Exclusive: I get a lot of compliments on Twitter, but I also get tons of brickbats: Rishi Kapoor

Exclusive: I get a lot of compliments on Twitter, but I also get tons of brickbats: Rishi Kapoor

Walking down the roomy corridors of the RK Studios office sends you back in time. Rishi Kapoor, sitting behind a desk that carries a unique film legacy, surrounded by film art that resonates cinematic glory of the Kapoor Khandaan, smiles warmly. I am glad to be here, but also a bit anxious to not get my questions wrong, or (heaven forbid) put words in his mouth. He forbids questions on Ranbir Kapoor. But that does not dampen my spirits.

The tea & biscuits that he offers with warmth is so genuine, it makes you wonder how has a member of original film royalty managed to remain real in a plastic, gilt & glitz industry. I am also a huge fan of this most underrated performer, who enhances many films today with his natural born acting prowess. And in interviewing him, you find out how endearing, natural & originally entertaining Rishi Kapoor is!

You were a Bollywood heartthrob in the seventies & eighties; but you seem to get really meaty, quality roles in your current phase as a senior actor. Since you’ve also featured in many films that were ahead of their time, do you think Hindi cinema has changed for the better today?

It’s difficult to answer in the sense that during that time (the seventies), this kind of cinema was never made. And during this time that kind of cinema is not welcome. It’s become redundant. When you say ahead of their time, I did many such films, like ‘Ek Chadar Maili Si’. People didn’t accept it. Thereafter, I also did a film called ‘Luck by Chance’ and was speaking to Zoya (Akhtar, director) the other day; I asked her that despite the film being good, why didn’t it work. She said that perhaps if it had released now, it would have done better.

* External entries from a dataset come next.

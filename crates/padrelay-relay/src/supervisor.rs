//! Process supervisor: one listener per configured relay.

use std::net::SocketAddr;

use padrelay_config::Config;
use tokio::task::JoinHandle;
use tokio_util::sync::CancellationToken;
use tracing::{error, info};

use crate::error::SupervisorError;
use crate::listener::Listener;
use crate::report::ReportLock;

/// A relay whose accept loop is running.
pub struct RunningRelay {
    pub name: String,
    pub local_addr: SocketAddr,
    token: CancellationToken,
    handle: JoinHandle<()>,
}

/// Registry of running relays.
pub struct Supervisor {
    relays: Vec<RunningRelay>,
}

impl Supervisor {
    /// Start a listener for every relay in name order.
    ///
    /// A relay whose listener cannot be created is reported and skipped; the
    /// others still start. Fails only when no relay started at all.
    pub async fn start(config: &Config) -> Result<Self, SupervisorError> {
        let lock = ReportLock::default();
        let mut relays = Vec::with_capacity(config.relays.len());

        for (name, relay) in &config.relays {
            let listener = match Listener::bind(name, relay.clone(), lock.clone()).await {
                Ok(listener) => listener,
                Err(e) => {
                    error!(
                        relay = %name,
                        error = %e,
                        error_type = e.error_type(),
                        "could not create relay"
                    );
                    continue;
                }
            };
            let local_addr = listener.local_addr();
            let token = CancellationToken::new();
            let handle = tokio::spawn(listener.serve(token.clone()));
            relays.push(RunningRelay {
                name: name.clone(),
                local_addr,
                token,
                handle,
            });
        }

        if relays.is_empty() {
            return Err(SupervisorError::NoRelayStarted);
        }
        info!(count = relays.len(), "relays started");
        Ok(Self { relays })
    }

    pub fn relays(&self) -> &[RunningRelay] {
        &self.relays
    }

    pub fn local_addr(&self, name: &str) -> Option<SocketAddr> {
        self.relays
            .iter()
            .find(|r| r.name == name)
            .map(|r| r.local_addr)
    }

    /// Stop accepting on every relay. Established connections are left alone.
    pub fn shutdown(&self) {
        for relay in &self.relays {
            relay.token.cancel();
        }
    }

    /// Wait for every accept loop to return.
    pub async fn join(self) {
        for relay in self.relays {
            if let Err(e) = relay.handle.await {
                error!(relay = %relay.name, error = %e, "listener task failed");
            }
        }
    }
}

There is no barometer to measure why a film does well or doesn’t do well. Films are either good or bad. So I didn’t think these films were bad, perhaps they didn’t get the right release. A few films that I did 4-5 years ago- like ‘Do Dooni Char’ did okay business when they released. I feel they would have done even better now. A film like ‘Chintuji’, which no one saw, didn’t do well; but I think it would have been watched now.

Cinema addicts and cinemagoers today like seeing such films. Today we have a niche audience that sees films like ‘NH 10’, ‘Badlapur’, ‘Queen’ etc. But that category wasn’t ready five years back.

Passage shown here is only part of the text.